Everyone Who Cares About K-12 Education Needs To Read This
Published 3:10 pm Thursday, August 23, 2012
One of the most important steps any school system can take to improve the academic performance of its students is also virtually free:
Establish a firm anti-bullying climate-in the school, on school buses, school grounds, social media, everywhere.
That's it.
No appropriation necessary.
Not tax increase required.
This piece of the solution is free.
The price of doing less than what is necessary to eradicate bullying, on the other hand, is prohibitive.
Bullying is a cancer that cripples the lives of all who come within its grasp, whether they are bullied, the one who bullies, or are bystanders. Entire school systems can see academic achievement and test scores crumble because of its malignancy.
Bullying is like a nuclear meltdown-the “radiation” of bullying mutates the lives of children into something that should not be. Simple peer exclusion in kindergarten can wall out academic success for the remainder of a lifetime.

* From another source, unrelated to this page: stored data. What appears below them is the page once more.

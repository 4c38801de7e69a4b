//! Fixed host inputs for building stores in tests.
//!
//! Pass these to `LocaleStore::with_host` so initial locale selection does not
//! depend on the machine running the suite.

use locale_tree::host::{self, EnvProvider, SystemLocale};

/// Answers `LOCALE_TREE_LOCALE` from a stored value and nothing else.
#[derive(Debug, Default, Clone)]
pub struct StubEnv {
    /// Optional value to return for `LOCALE_TREE_LOCALE`.
    pub locale: Option<String>,
}

impl StubEnv {
    /// Report `locale` as the `LOCALE_TREE_LOCALE` value.
    pub fn with_locale(locale: impl Into<String>) -> Self {
        Self {
            locale: Some(locale.into()),
        }
    }
}

impl EnvProvider for StubEnv {
    fn var(&self, key: &str) -> Option<String> {
        if key == host::LOCALE_TREE_LOCALE_ENV {
            return self.locale.clone();
        }
        None
    }
}

/// Reports a fixed operating-system locale list.
#[derive(Debug, Default, Clone)]
pub struct StubSystemLocale {
    /// Locales to report, most preferred first.
    pub locales: Vec<String>,
}

impl StubSystemLocale {
    /// Create a stub reporting `locales` in order.
    pub fn with_locales<I, S>(locales: I) -> Self
    where
        I: IntoIterator<Item = S>,
        S: Into<String>,
    {
        Self {
            locales: locales.into_iter().map(Into::into).collect(),
        }
    }
}

impl SystemLocale for StubSystemLocale {
    fn system_locales(&self) -> Vec<String> {
        self.locales.clone()
    }
}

That is not my opinion. It is proven fact. The reason that everyone who cares about K-12 education needs to read this editorial is not my words but because of the words I quote extensively below from the Virginia State Board of Education which prove, beyond the shadow of any doubt, the school-system wide consequences of bullying.
If you free students from any thought of being bullied they will elevate their academic performance which, in turn, improves the test score results of schools and school systems which go all-in to eradicate bullying.

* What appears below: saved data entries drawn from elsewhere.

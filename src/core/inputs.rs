//! Input loading.
//!
//! Normalizes the three uploaded artifacts (keyword list, SEO recommendations,
//! Ideal Customer Profile) into [`Inputs`]. Loading is all-or-nothing: the
//! first malformed artifact aborts the whole load.

use std::path::Path;

use serde_json::{Map, Value};

use super::error::{Artifact, PlanError, PlanResult};

/// Field holding the keyword array when keywords are wrapped in an object.
pub const ALL_KEYWORDS_FIELD: &str = "all_keywords";

/// Loaded planning inputs shared by both generation stages.
#[derive(Debug, Clone, Default, PartialEq)]
pub struct Inputs {
    /// Target keywords, in the order they were supplied
    pub keywords: Vec<String>,

    /// Free-form SEO recommendations
    pub seo_insights: String,

    /// Ideal Customer Profile, stored as-is
    pub icp: Map<String, Value>,
}

impl Inputs {
    /// Keywords to weave into an article, excluding its primary keyword.
    ///
    /// Keeps the original order and returns at most `limit` entries.
    pub fn secondary_keywords(&self, primary: &str, limit: usize) -> Vec<String> {
        self.keywords.iter().filter(|k| k.as_str() != primary).take(limit).cloned().collect()
    }

    /// Whether the keyword list contains `keyword` verbatim.
    pub fn has_keyword(&self, keyword: &str) -> bool {
        self.keywords.iter().any(|k| k == keyword)
    }

    /// Keywords as pretty-printed JSON.
    pub fn keywords_json(&self) -> String {
        serde_json::to_string_pretty(&self.keywords).unwrap_or_else(|_| "[]".to_string())
    }

    /// ICP profile as pretty-printed JSON.
    pub fn icp_json(&self) -> String {
        serde_json::to_string_pretty(&self.icp).unwrap_or_else(|_| "{}".to_string())
    }
}

/// Extract a flat keyword list from either supported shape.
///
/// Accepts a bare array of strings or an object whose `all_keywords` field
/// holds that array.
pub fn parse_keywords(value: &Value) -> PlanResult<Vec<String>> {
    let list = match value {
        Value::Array(items) => items,
        Value::Object(map) => match map.get(ALL_KEYWORDS_FIELD) {
            Some(Value::Array(items)) => items,
            Some(_) => {
                return Err(PlanError::load(
                    Artifact::Keywords,
                    format!("'{ALL_KEYWORDS_FIELD}' must be an array of strings"),
                ))
            }
            None => {
                return Err(PlanError::load(
                    Artifact::Keywords,
                    format!("object has no '{ALL_KEYWORDS_FIELD}' field"),
                ))
            }
        },
        _ => {
            return Err(PlanError::load(
                Artifact::Keywords,
                "expected an array of strings or an object with 'all_keywords'",
            ))
        }
    };

    list.iter()
        .enumerate()
        .map(|(i, item)| {
            item.as_str().map(str::to_string).ok_or_else(|| {
                PlanError::load(Artifact::Keywords, format!("keyword #{} is not a string", i + 1))
            })
        })
        .collect()
}

/// Decode SEO recommendations delivered as raw bytes.
pub fn parse_seo_insights(bytes: &[u8]) -> PlanResult<String> {
    String::from_utf8(bytes.to_vec()).map_err(|e| PlanError::load(Artifact::SeoInsights, e))
}

/// Accept an ICP profile, which must be a JSON object.
pub fn parse_icp(value: Value) -> PlanResult<Map<String, Value>> {
    match value {
        Value::Object(map) => Ok(map),
        _ => Err(PlanError::load(Artifact::IcpData, "expected a JSON object")),
    }
}

/// Loads and normalizes the three input artifacts.
#[derive(Debug, Default)]
pub struct InputLoader {
    loaded: Vec<Artifact>,
}

impl InputLoader {
    /// Create a new loader.
    pub fn new() -> Self {
        Self::default()
    }

    /// Artifacts loaded successfully so far, in load order.
    pub fn loaded(&self) -> &[Artifact] {
        &self.loaded
    }

    /// Load inputs from already-read artifact contents.
    pub fn load_bytes(&mut self, keywords: &[u8], seo: &[u8], icp: &[u8]) -> PlanResult<Inputs> {
        self.loaded.clear();

        let keywords = self.keywords(keywords)?;
        let seo_insights = self.seo_insights(seo)?;
        let icp = self.icp(icp)?;

        Ok(Inputs { keywords, seo_insights, icp })
    }

    /// Load inputs from files on disk.
    ///
    /// Each file is read and parsed before the next one is opened.
    pub fn load_files(&mut self, keywords: &Path, seo: &Path, icp: &Path) -> PlanResult<Inputs> {
        self.loaded.clear();

        let keywords = self.keywords(&read_artifact(Artifact::Keywords, keywords)?)?;
        let seo_insights = self.seo_insights(&read_artifact(Artifact::SeoInsights, seo)?)?;
        let icp = self.icp(&read_artifact(Artifact::IcpData, icp)?)?;

        Ok(Inputs { keywords, seo_insights, icp })
    }

    fn keywords(&mut self, bytes: &[u8]) -> PlanResult<Vec<String>> {
        let value: Value =
            serde_json::from_slice(bytes).map_err(|e| PlanError::load(Artifact::Keywords, e))?;
        let keywords = parse_keywords(&value)?;
        self.mark(Artifact::Keywords);
        Ok(keywords)
    }

    fn seo_insights(&mut self, bytes: &[u8]) -> PlanResult<String> {
        let text = parse_seo_insights(bytes)?;
        self.mark(Artifact::SeoInsights);
        Ok(text)
    }

    fn icp(&mut self, bytes: &[u8]) -> PlanResult<Map<String, Value>> {
        let value: Value =
            serde_json::from_slice(bytes).map_err(|e| PlanError::load(Artifact::IcpData, e))?;
        let icp = parse_icp(value)?;
        self.mark(Artifact::IcpData);
        Ok(icp)
    }

    fn mark(&mut self, artifact: Artifact) {
        tracing::debug!(%artifact, "artifact loaded");
        self.loaded.push(artifact);
    }
}

fn read_artifact(artifact: Artifact, path: &Path) -> PlanResult<Vec<u8>> {
    std::fs::read(path)
        .map_err(|e| PlanError::load(artifact, format!("cannot read {}: {e}", path.display())))
}

#[cfg(test)]
mod tests {
    use super::*;
    use serde_json::json;

    #[test]
    fn test_bare_keyword_array() {
        let keywords = parse_keywords(&json!(["SEO", "content marketing"])).unwrap();
        assert_eq!(keywords, vec!["SEO", "content marketing"]);
    }

    #[test]
    fn test_wrapped_keyword_array() {
        let value = json!({"all_keywords": ["b", "a", "c"], "other": 1});
        let keywords = parse_keywords(&value).unwrap();
        assert_eq!(keywords, vec!["b", "a", "c"]);
    }

    #[test]
    fn test_keywords_reject_other_shapes() {
        for value in [json!("SEO"), json!({"keywords": []}), json!({"all_keywords": "x"})] {
            let err = parse_keywords(&value).unwrap_err();
            assert_eq!(err.artifact(), Some(Artifact::Keywords));
        }
    }

    #[test]
    fn test_keywords_reject_non_strings() {
        let err = parse_keywords(&json!(["ok", 3])).unwrap_err();
        assert!(err.to_string().contains("keyword #2"));
    }

    #[test]
    fn test_icp_must_be_object() {
        assert!(parse_icp(json!({"role": "marketer"})).is_ok());
        let err = parse_icp(json!(["role"])).unwrap_err();
        assert_eq!(err.artifact(), Some(Artifact::IcpData));
    }

    #[test]
    fn test_seo_rejects_invalid_utf8() {
        let err = parse_seo_insights(&[0xff, 0xfe]).unwrap_err();
        assert_eq!(err.artifact(), Some(Artifact::SeoInsights));
    }

    #[test]
    fn test_load_is_fail_fast() {
        let mut loader = InputLoader::new();
        let err = loader.load_bytes(br#"["SEO"]"#, b"tips", b"not json").unwrap_err();
        assert_eq!(err.artifact(), Some(Artifact::IcpData));
        assert_eq!(loader.loaded(), &[Artifact::Keywords, Artifact::SeoInsights]);

        let err = loader.load_bytes(b"{", b"tips", b"{}").unwrap_err();
        assert_eq!(err.artifact(), Some(Artifact::Keywords));
        assert!(loader.loaded().is_empty());
    }

    #[test]
    fn test_load_files_stops_at_missing_file() {
        let dir = tempfile::tempdir().unwrap();
        let keywords = dir.path().join("keywords.json");
        std::fs::write(&keywords, r#"["SEO"]"#).unwrap();

        let mut loader = InputLoader::new();
        let err = loader
            .load_files(&keywords, &dir.path().join("seo.txt"), &dir.path().join("icp.json"))
            .unwrap_err();

        assert_eq!(err.artifact(), Some(Artifact::SeoInsights));
        assert!(err.to_string().starts_with("Error loading SEO insights: cannot read"));
        assert_eq!(loader.loaded(), &[Artifact::Keywords]);
    }

    #[test]
    fn test_load_bytes() {
        let mut loader = InputLoader::new();
        let inputs = loader
            .load_bytes(
                br#"{"all_keywords": ["SEO", "content marketing"]}"#,
                b"Focus on long-tail keywords.",
                br#"{"role": "marketer", "company_size": "10-50"}"#,
            )
            .unwrap();

        assert_eq!(inputs.keywords, vec!["SEO", "content marketing"]);
        assert_eq!(inputs.seo_insights, "Focus on long-tail keywords.");
        assert_eq!(inputs.icp["role"], "marketer");
        assert_eq!(loader.loaded().len(), 3);
    }

    #[test]
    fn test_icp_json_preserves_field_order() {
        let inputs = Inputs {
            icp: parse_icp(json!({"zeta": 1, "alpha": 2})).unwrap(),
            ..Inputs::default()
        };
        let rendered = inputs.icp_json();
        assert!(rendered.find("zeta").unwrap() < rendered.find("alpha").unwrap());
        assert!(rendered.contains("\n  \"zeta\": 1"));
    }

    #[test]
    fn test_secondary_keywords() {
        let inputs = Inputs {
            keywords: ["a", "b", "c", "d", "e", "f", "g"].iter().map(|s| s.to_string()).collect(),
            ..Inputs::default()
        };
        assert_eq!(inputs.secondary_keywords("b", 5), vec!["a", "c", "d", "e", "f"]);
        assert_eq!(inputs.secondary_keywords("zzz", 2), vec!["a", "b"]);
    }
}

Nothing could be clearer than these words on the state board of education's website:
“Research increasingly links bullying with diminished academic success. Peer exclusion has been shown to be more toxic to academic growth than other forms of peer abuse. In a study of 380 students in kindergarten through 5th grade (researchers) found that peer rejection in kindergarten frequently led to peer exclusion throughout elementary school.

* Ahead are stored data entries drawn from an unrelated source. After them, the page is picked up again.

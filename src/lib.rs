//! # BloggerAI
//!
//! Content-planning assistant for your blog - turn keywords, SEO notes and a
//! customer profile into a publishing calendar and full articles.
//!
//! BloggerAI asks a generative model for a multi-week calendar of blog topics,
//! then expands any topic you pick into a long-form Markdown article.
//!
//! ## Features
//!
//! - **Calendar Planning**: Dated topics with a primary keyword and summary each
//! - **Article Drafting**: One Markdown post per topic, on demand and in any order
//! - **Topic Search**: Pick topics by number or fuzzy title match (powered by nucleo)
//! - **Multiple Providers**: Gemini, OpenAI, Claude, or a local Ollama model
//! - **Export**: Calendars as CSV or JSON, articles as Markdown files
//!
//! ## Quick Start
//!
//! ```bash
//! # Install
//! cargo install bloggerai
//!
//! # Plan six months of posts, two per week
//! blog calendar --keywords keywords.json --seo seo.txt --icp icp.json
//!
//! # Write the third post from the exported calendar
//! blog article 3 --calendar blog_calendar_20250106_090000.csv \
//!     --keywords keywords.json --seo seo.txt --icp icp.json
//! ```

#![forbid(unsafe_code)]
#![warn(clippy::all, clippy::pedantic, clippy::nursery)]
#![allow(clippy::module_name_repetitions)]
#![allow(clippy::must_use_candidate)]
#![allow(clippy::missing_errors_doc)]
#![allow(clippy::format_push_string)]

pub mod ai;
pub mod core;

pub use ai::{create_provider, AIError, AIProvider, GenerationOptions};

// Re-export commonly used types
pub use core::{
    Article, CalendarEntry, CalendarRequest, Config, Inputs, Notice, NoticeLevel, PlanError,
    PlanResult, Session,
};

/// Library version
pub const VERSION: &str = env!("CARGO_PKG_VERSION");

/// Application name
pub const APP_NAME: &str = "bloggerai";

/// Short alias
pub const APP_ALIAS: &str = "blog";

“This exclusion led the participants in the study to withdraw from classroom participation. Specifically, these children withdrew from following teacher directions, participating in small groups, taking initiative for excelling, and accepting responsibility for class and homework,” the trio of researchers found.
“This led to progressively lower scores on standardized tests and a decrease in achievement on the Wide Range Achievement Test. Though both physical and verbal bullying led to an increase in school avoidance, the impact on academic performance was highest among students who were bullied through exclusion.
The researchers “found that bullied students reported disliking school and received lower grades than students that were not regular targets of bullying behavior,” the State Board of Education's website states.
There is more:
“Bullying in schools has wider impact than on simply those students who are victims or perpetrators. Bystanders may feel unsafe and have difficulty learning. Lower academic achievement, higher dropout rates, and increased school absenteeism are additional burdens placed upon students, schools, parents, and society.”
And still more:
“At the 119tth convention of the American Psychological Association in 2011, a University of Virginia study reported that school-wide passing rates for Algebra I, Earth Science, and World History on standardized tests used in Virginia for determining Adequate Yearly Progress (AYP) were three percent to six percent lower in schools where students reported more severe bullying.
“'This difference is substantial because it affects the school's ability to meet federal requirements and the educational success of many students who don't pass the exams,' Dewey G. Cornell said in a statement. This study supports the case for school-wide bullying prevention programs as a step to improve school climate and facilitate academic achievement,” the state board of education reports.
“Researchers have found that systematic bullying prevention efforts in schools can positively affect school performance and lead to increased achievement on test scores. (Researchers) found that students in elementary schools that had implemented bullying and violence prevention programs for two years or more demonstrated higher achievement than did a matched comparison group of control schools with no bullying prevention programs. Furthermore, when students left the schools with the programs and transferred to schools without programs, their academic achievement dropped.”
That is not an opinion, but proven fact.
Bullying occurs in schools across the globe.
Don't let anyone get away with claiming otherwise.
According to information also on the state board of education's website, an immense survey of 11 to 15 year-olds in 40 nations around the world shows that 26 percent of them had been regularly involved in bullying-two to three times a month, or more.
Nearly 11 percent of them were bullies, over 12 percent were the victims of bullies and just about 4 percent describe themselves as both bullies and bullied.
That's the world.
In the United States of America, the survey shows that 22.2 percent of the boys surveyed and 16.6 percent of the girls surveyed reported “regular involvement in bullying, either as perpetrator, victim or bully/victim.”
The evil of bullying can and must be stopped.
It costs nothing but the will to do so.
Lack the will and everyone involved loses their way in life; whole communities can be left looking for a compass without even knowing why.